Thanks to the SPDR 500 ETF any investor can profit easily through simply purchasing a handful of SPY PUT options when technical timing indicators show weakness in the overall stock markets. In fact I have many friends who do nothing but buy SPY PUTs and SPY CALLs to profit from market direction.
SPY PUT CASH CUSHION
My whole strategy for the SPY PUT hedge is to basically hold spy put options for a day or two and then close them for profits. Through the constant buying and selling of SPY PUT options during periods of weakness I build up the cash amount earned in my SPY PUT Trades. I call this my cash cushion because as it grows with each successful SPY PUT Trade, it increasing protects more of my portfolio. That way as it gets larger I can take a bit more risk with a SPY PUT trade because if it does not work out the size of my cash cushion can absorb a few wrong trades.

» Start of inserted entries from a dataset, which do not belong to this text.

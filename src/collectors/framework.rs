use crate::page::{PageContext, PageError};
use crate::snapshot::{FrameworkReport, FrameworkSnapshot};
use async_trait::async_trait;

/// One entry in the ranked detection list
#[async_trait]
pub trait FrameworkProbe: Send + Sync {
    fn name(&self) -> &str;

    /// Whether the framework is present on the page
    async fn probe(&self, page: &dyn PageContext) -> Result<bool, PageError>;

    /// Best-effort details, only called after a positive probe
    async fn extract(&self, page: &dyn PageContext) -> Result<FrameworkReport, PageError>;
}

/// A probe made of two in-page scripts
#[derive(Debug, Clone)]
pub struct ScriptProbe {
    name: &'static str,
    probe_script: &'static str,
    extract_script: &'static str,
}

impl ScriptProbe {
    pub const fn new(name: &'static str, probe_script: &'static str, extract_script: &'static str) -> Self {
        Self {
            name,
            probe_script,
            extract_script,
        }
    }
}

#[async_trait]
impl FrameworkProbe for ScriptProbe {
    fn name(&self) -> &str {
        self.name
    }

    async fn probe(&self, page: &dyn PageContext) -> Result<bool, PageError> {
        let value = page.execute(self.probe_script, vec![]).await?;
        Ok(value.as_bool().unwrap_or(false))
    }

    async fn extract(&self, page: &dyn PageContext) -> Result<FrameworkReport, PageError> {
        let value = page.execute(self.extract_script, vec![]).await?;
        let mut report: FrameworkReport = serde_json::from_value(value)?;
        if report.framework.is_empty() {
            report.framework = self.name.to_string();
        }
        Ok(report)
    }
}

const REACT: ScriptProbe = ScriptProbe::new(
    "React",
    r#"return !!(window.React || window.__REACT_DEVTOOLS_GLOBAL_HOOK__ && window.__REACT_DEVTOOLS_GLOBAL_HOOK__.renderers && window.__REACT_DEVTOOLS_GLOBAL_HOOK__.renderers.size > 0 || document.querySelector('[data-reactroot]'));"#,
    r#"
const roots = document.querySelectorAll('[data-reactroot]').length;
let count = 0;
document.querySelectorAll('*').forEach(function (el) {
    for (const key in el) { if (key.indexOf('__reactFiber') === 0) { count++; break; } }
});
const hook = window.__REACT_DEVTOOLS_GLOBAL_HOOK__;
let version = (window.React && window.React.version) || null;
const antiPatterns = {};
if (hook && hook.renderers) {
    hook.renderers.forEach(function (renderer) {
        if (!version && renderer.version) version = renderer.version;
        if (renderer.bundleType === 1) antiPatterns.developmentBuild = 1;
    });
}
if (roots > 1) antiPatterns.multipleRoots = roots;
return { framework: 'React', version: version, componentCount: count || roots, antiPatterns: antiPatterns };
"#,
);

const VUE: ScriptProbe = ScriptProbe::new(
    "Vue",
    r#"return !!(window.Vue || window.__VUE__ || document.querySelector('[data-v-app]') || document.querySelector('[data-server-rendered]'));"#,
    r#"
const apps = document.querySelectorAll('[data-v-app]').length;
let count = 0;
document.querySelectorAll('*').forEach(function (el) { if (el.__vue__ || el.__vueParentComponent) count++; });
const version = (window.Vue && window.Vue.version) || null;
const antiPatterns = {};
if (apps > 1) antiPatterns.multipleAppRoots = apps;
if (window.Vue && window.Vue.config && window.Vue.config.devtools) antiPatterns.devtoolsEnabled = 1;
return { framework: 'Vue', version: version, componentCount: count || apps, antiPatterns: antiPatterns };
"#,
);

const ANGULAR: ScriptProbe = ScriptProbe::new(
    "Angular",
    r#"return !!(window.ng || window.angular || document.querySelector('[ng-version]'));"#,
    r#"
const root = document.querySelector('[ng-version]');
const version = root ? root.getAttribute('ng-version') : (window.angular && window.angular.version ? window.angular.version.full : null);
const count = document.querySelectorAll('[_nghost-ng-c], [ng-version], .ng-scope').length;
const antiPatterns = {};
if (window.ng && typeof window.ng.probe === 'function') antiPatterns.debugModeEnabled = 1;
return { framework: 'Angular', version: version, componentCount: count, antiPatterns: antiPatterns };
"#,
);

const SVELTE: ScriptProbe = ScriptProbe::new(
    "Svelte",
    r#"return !!(window.__svelte || document.querySelector('[class*="svelte-"]'));"#,
    r#"
const count = document.querySelectorAll('[class*="svelte-"]').length;
return { framework: 'Svelte', version: null, componentCount: count, antiPatterns: {} };
"#,
);

const JQUERY: ScriptProbe = ScriptProbe::new(
    "jQuery",
    r#"return !!(window.jQuery && window.jQuery.fn && window.jQuery.fn.jquery);"#,
    r#"
const version = window.jQuery.fn.jquery;
const antiPatterns = {};
if (window.$ && window.$.fn && window.$.fn.jquery && window.$.fn.jquery !== version) antiPatterns.multipleVersions = 2;
if (/^1\./.test(version)) antiPatterns.outdatedVersion = 1;
return { framework: 'jQuery', version: version, componentCount: 0, antiPatterns: antiPatterns };
"#,
);

/// Evaluates probes in rank order and stops at the first positive one
pub struct FrameworkDetector {
    probes: Vec<Box<dyn FrameworkProbe>>,
}

impl Default for FrameworkDetector {
    fn default() -> Self {
        Self::new(vec![
            Box::new(REACT),
            Box::new(VUE),
            Box::new(ANGULAR),
            Box::new(SVELTE),
            Box::new(JQUERY),
        ])
    }
}

impl FrameworkDetector {
    pub fn new(probes: Vec<Box<dyn FrameworkProbe>>) -> Self {
        Self { probes }
    }

    pub async fn collect(&self, page: &dyn PageContext) -> FrameworkSnapshot {
        for probe in &self.probes {
            match probe.probe(page).await {
                Ok(true) => {}
                Ok(false) => continue,
                Err(e) => {
                    ::log::debug!("Probe {} failed, treating as absent: {}", probe.name(), e);
                    continue;
                }
            }

            ::log::debug!("Detected framework {}", probe.name());
            let report = match probe.extract(page).await {
                Ok(report) => report,
                Err(e) => {
                    ::log::warn!("Framework collection partial failure for {}: {}", probe.name(), e);
                    FrameworkReport {
                        framework: probe.name().to_string(),
                        ..FrameworkReport::default()
                    }
                }
            };
            return FrameworkSnapshot::Detected(report);
        }

        FrameworkSnapshot::NotDetected
    }
}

That is the reason for this weekend’s SPY PUT Trade. On Thursday I indicated in my market direction outlook that my market timing technical indicators showed a bounce could be expected on Friday which should be followed by more overall selling in the stock market.
Therefore on Friday I watched the S&P 500 index rise and near the close of the day I bought SPY PUT options. I bought my SPY PUT contracts with the SPDR 500 ETF trading around 133.40 late Friday afternoon. I always try to go out 2 months when buying my options in the SPDR 500 ETF as I have found when a trade goes bad two months provides ample time to turn a loss into a profit. To that end I bought 10 of the 18AUG12 SPY PUT Options contracts at the $134 strike for $3.90
Holding Spy Put Options Over Weekends
More than 10 years ago, holding market dependent options such as the SPY PUT was not as volatile as it is now. Today with our global interdependency much can happen over a weekend somewhere in the world and buying spy put options on a Friday to profit from a possible downturn on the following Monday is full of danger. The weekend could see any number of economic events that could turn the market from down to up. Years ago I would buy 30 or 40 spy puts on a Friday to hold over a weekend to profit in the upcoming week. Today I buy no more than 10 spy put contracts unless it is something like the 2008 to 2009 bear market and even in that severe market, holding spy puts over a weekend often ended with large losses.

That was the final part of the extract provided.